Data items
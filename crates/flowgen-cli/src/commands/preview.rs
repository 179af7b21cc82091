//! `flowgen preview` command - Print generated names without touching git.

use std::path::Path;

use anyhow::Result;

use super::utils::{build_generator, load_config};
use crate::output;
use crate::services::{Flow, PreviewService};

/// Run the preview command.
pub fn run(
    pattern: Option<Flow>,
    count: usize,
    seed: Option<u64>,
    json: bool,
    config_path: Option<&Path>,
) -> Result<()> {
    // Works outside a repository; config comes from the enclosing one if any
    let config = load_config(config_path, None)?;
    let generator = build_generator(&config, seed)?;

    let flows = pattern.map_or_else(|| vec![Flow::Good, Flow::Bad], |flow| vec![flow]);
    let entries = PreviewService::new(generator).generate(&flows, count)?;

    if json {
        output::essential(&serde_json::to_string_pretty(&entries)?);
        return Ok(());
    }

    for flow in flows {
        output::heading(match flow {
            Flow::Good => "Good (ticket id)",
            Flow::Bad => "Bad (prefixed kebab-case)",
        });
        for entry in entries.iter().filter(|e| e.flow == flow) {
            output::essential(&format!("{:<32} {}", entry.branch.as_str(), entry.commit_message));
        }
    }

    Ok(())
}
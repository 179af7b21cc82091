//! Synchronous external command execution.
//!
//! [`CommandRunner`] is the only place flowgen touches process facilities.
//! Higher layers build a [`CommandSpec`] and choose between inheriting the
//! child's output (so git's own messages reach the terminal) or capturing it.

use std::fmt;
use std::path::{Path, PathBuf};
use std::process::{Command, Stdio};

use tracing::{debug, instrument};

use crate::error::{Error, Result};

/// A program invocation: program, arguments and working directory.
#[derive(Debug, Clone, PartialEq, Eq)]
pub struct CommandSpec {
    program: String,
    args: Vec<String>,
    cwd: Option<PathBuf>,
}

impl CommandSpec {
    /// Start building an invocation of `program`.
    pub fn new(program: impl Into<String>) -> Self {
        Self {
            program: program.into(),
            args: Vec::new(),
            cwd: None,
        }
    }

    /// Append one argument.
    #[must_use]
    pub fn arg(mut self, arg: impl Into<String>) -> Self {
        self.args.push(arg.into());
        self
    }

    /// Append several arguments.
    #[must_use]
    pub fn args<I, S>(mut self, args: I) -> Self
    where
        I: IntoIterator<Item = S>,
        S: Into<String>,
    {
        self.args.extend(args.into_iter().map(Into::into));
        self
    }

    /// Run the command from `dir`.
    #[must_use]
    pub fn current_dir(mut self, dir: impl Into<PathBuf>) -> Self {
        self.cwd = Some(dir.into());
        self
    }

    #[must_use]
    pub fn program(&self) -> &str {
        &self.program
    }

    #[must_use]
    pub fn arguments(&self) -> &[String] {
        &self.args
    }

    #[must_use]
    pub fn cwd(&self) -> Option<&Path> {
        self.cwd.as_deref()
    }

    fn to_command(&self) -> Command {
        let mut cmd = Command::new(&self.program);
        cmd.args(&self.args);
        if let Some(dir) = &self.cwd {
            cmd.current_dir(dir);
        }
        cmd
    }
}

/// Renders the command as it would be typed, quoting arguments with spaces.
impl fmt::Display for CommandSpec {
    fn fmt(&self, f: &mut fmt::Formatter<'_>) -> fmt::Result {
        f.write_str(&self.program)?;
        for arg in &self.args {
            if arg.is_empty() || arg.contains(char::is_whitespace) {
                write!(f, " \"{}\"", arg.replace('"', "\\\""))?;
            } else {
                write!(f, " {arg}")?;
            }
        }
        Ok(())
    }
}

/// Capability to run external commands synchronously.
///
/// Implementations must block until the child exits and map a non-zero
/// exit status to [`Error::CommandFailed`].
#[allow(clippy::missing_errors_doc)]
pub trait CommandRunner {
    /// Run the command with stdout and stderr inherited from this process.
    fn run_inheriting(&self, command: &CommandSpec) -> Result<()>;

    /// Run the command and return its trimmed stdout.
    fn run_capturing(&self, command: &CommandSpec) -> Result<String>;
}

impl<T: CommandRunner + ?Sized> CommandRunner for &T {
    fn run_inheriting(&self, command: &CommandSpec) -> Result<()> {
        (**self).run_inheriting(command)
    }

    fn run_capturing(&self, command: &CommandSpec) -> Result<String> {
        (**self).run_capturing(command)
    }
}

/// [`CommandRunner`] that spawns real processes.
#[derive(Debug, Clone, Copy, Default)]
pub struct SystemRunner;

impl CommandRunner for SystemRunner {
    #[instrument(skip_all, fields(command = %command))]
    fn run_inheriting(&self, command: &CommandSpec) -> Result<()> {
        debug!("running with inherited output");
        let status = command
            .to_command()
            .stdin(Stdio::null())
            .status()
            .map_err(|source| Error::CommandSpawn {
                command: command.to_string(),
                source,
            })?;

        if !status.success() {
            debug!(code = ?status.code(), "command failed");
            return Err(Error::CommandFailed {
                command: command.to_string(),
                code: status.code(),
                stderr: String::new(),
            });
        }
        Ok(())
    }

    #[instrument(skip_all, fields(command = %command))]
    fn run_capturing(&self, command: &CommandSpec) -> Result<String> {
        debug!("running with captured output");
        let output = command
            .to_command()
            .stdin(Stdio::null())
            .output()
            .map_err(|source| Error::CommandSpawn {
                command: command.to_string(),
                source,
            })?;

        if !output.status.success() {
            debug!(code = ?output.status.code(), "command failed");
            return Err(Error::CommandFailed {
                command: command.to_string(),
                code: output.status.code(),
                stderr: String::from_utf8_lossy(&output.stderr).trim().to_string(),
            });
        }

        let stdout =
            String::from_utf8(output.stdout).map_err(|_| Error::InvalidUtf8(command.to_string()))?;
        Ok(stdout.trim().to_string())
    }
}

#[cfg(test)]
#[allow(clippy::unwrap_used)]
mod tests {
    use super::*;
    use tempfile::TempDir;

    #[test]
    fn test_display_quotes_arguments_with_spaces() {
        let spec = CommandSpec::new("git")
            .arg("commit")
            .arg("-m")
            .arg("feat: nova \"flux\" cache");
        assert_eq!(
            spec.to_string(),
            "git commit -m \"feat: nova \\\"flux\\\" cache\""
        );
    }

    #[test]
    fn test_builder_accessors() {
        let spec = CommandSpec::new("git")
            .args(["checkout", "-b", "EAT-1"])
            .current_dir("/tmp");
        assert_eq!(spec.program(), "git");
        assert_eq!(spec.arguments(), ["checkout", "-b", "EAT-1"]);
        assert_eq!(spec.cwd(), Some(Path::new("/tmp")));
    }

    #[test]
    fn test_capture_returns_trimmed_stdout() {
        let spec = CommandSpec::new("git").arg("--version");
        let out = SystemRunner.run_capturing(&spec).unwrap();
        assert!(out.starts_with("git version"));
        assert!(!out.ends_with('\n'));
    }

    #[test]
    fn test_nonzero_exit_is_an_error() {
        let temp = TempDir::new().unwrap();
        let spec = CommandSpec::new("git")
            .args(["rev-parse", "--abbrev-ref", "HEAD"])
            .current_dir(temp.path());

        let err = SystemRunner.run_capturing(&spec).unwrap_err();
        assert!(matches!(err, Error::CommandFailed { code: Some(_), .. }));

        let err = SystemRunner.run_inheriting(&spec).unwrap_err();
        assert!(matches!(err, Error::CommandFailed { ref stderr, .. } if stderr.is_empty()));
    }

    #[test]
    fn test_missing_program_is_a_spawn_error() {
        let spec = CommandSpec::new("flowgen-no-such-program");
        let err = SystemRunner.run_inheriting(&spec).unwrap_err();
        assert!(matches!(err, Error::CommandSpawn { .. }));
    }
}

---

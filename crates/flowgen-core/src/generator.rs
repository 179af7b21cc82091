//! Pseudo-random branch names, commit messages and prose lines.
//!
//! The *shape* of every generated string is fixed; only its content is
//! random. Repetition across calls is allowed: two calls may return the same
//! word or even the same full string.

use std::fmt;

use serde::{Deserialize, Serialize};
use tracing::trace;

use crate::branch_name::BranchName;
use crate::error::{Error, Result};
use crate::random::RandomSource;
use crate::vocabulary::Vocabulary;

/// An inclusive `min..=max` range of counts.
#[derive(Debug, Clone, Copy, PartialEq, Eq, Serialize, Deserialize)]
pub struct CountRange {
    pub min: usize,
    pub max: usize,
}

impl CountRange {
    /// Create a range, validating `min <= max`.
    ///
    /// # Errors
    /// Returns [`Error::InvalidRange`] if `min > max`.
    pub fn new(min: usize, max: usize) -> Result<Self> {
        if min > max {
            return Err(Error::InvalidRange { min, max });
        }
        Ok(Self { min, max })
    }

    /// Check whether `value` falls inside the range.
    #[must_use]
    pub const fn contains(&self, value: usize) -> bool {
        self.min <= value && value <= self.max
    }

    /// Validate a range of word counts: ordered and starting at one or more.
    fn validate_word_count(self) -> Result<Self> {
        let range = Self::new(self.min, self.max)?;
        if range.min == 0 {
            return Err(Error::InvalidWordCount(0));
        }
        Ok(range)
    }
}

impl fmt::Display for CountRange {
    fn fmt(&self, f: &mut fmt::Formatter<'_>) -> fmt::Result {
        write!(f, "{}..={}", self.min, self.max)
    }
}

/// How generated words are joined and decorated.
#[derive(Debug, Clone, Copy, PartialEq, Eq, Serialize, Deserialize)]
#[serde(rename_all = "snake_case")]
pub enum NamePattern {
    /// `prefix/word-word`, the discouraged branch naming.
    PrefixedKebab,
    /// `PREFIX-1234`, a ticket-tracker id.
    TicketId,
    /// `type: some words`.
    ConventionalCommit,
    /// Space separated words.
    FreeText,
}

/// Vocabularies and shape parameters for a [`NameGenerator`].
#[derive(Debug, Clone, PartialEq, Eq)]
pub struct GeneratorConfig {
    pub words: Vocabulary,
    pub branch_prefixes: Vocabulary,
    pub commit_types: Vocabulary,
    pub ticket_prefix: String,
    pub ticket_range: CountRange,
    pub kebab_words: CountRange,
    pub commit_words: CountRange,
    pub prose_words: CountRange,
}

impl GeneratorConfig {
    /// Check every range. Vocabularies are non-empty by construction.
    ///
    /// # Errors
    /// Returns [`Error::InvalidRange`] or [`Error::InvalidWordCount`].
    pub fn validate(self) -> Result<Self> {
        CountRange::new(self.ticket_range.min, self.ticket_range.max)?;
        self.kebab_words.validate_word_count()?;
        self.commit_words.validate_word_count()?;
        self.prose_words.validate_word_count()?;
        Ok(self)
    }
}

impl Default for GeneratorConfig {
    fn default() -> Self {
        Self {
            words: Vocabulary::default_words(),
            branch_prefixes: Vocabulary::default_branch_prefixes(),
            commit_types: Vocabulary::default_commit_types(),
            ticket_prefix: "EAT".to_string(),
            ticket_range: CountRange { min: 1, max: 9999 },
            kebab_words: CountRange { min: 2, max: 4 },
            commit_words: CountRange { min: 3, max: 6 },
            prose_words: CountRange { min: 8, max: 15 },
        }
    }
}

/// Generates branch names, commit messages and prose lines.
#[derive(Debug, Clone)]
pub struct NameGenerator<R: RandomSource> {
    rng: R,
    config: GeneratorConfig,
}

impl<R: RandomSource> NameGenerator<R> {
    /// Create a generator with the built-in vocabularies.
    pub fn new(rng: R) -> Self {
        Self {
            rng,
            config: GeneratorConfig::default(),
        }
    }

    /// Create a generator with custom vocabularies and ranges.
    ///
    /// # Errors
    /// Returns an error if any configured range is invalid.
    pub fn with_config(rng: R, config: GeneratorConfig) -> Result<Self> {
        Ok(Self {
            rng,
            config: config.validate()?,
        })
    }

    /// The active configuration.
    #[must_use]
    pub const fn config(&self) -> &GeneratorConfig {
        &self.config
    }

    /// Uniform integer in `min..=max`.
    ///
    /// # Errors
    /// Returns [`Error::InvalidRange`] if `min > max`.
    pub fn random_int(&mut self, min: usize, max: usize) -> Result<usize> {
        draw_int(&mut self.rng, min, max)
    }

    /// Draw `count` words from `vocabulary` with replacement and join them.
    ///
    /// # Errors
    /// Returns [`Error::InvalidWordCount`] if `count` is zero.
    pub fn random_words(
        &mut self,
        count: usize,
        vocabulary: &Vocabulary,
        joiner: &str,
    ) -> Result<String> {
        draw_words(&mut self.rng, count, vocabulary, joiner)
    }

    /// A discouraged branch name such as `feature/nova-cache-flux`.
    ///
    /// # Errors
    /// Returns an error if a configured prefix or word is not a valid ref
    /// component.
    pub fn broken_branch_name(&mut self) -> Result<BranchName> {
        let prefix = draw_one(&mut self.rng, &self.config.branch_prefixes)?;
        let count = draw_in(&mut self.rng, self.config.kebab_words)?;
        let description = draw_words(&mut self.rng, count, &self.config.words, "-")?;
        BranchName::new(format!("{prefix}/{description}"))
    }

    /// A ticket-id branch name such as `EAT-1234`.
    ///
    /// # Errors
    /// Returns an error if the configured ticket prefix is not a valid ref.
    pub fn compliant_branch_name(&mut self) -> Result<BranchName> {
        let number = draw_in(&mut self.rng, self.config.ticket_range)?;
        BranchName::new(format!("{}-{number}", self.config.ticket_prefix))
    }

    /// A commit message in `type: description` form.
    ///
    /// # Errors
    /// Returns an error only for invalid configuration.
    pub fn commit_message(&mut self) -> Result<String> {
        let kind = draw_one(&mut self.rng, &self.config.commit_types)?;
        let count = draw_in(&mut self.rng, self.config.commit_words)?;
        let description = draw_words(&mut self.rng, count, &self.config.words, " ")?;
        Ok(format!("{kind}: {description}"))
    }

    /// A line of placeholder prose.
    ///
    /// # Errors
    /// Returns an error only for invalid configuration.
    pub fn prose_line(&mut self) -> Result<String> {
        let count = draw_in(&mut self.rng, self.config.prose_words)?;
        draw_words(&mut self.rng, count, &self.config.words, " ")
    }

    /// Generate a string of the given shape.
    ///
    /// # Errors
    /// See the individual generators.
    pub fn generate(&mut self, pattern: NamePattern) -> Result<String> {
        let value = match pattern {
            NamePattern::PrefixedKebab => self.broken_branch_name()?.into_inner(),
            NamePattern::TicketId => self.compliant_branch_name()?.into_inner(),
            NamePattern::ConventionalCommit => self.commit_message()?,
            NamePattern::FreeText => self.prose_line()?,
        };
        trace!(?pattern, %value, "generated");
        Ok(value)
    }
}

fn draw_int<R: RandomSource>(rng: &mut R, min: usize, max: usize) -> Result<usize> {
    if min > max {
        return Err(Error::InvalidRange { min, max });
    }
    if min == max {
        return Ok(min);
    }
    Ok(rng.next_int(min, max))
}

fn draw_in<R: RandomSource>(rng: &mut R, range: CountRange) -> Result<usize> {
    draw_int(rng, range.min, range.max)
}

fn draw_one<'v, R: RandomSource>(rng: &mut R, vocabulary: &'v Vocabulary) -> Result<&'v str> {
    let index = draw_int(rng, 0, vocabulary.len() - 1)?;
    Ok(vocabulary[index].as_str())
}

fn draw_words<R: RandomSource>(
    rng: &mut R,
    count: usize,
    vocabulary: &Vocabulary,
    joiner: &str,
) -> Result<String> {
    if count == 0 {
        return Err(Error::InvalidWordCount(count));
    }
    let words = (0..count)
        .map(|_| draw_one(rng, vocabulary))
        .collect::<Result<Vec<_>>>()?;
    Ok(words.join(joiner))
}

# Task goal
From the records above, repeat exactly the lines from the one with "range of counts." through the one with "one or more.", both included.

# Result
/// An inclusive `min..=max` range of counts.
#[derive(Debug, Clone, Copy, PartialEq, Eq, Serialize, Deserialize)]
pub struct CountRange {
    pub min: usize,
    pub max: usize,
}

impl CountRange {
    /// Create a range, validating `min <= max`.
    ///
    /// # Errors
    /// Returns [`Error::InvalidRange`] if `min > max`.
    pub fn new(min: usize, max: usize) -> Result<Self> {
        if min > max {
            return Err(Error::InvalidRange { min, max });
        }
        Ok(Self { min, max })
    }

    /// Check whether `value` falls inside the range.
    #[must_use]
    pub const fn contains(&self, value: usize) -> bool {
        self.min <= value && value <= self.max
    }

    /// Validate a range of word counts: ordered and starting at one or more.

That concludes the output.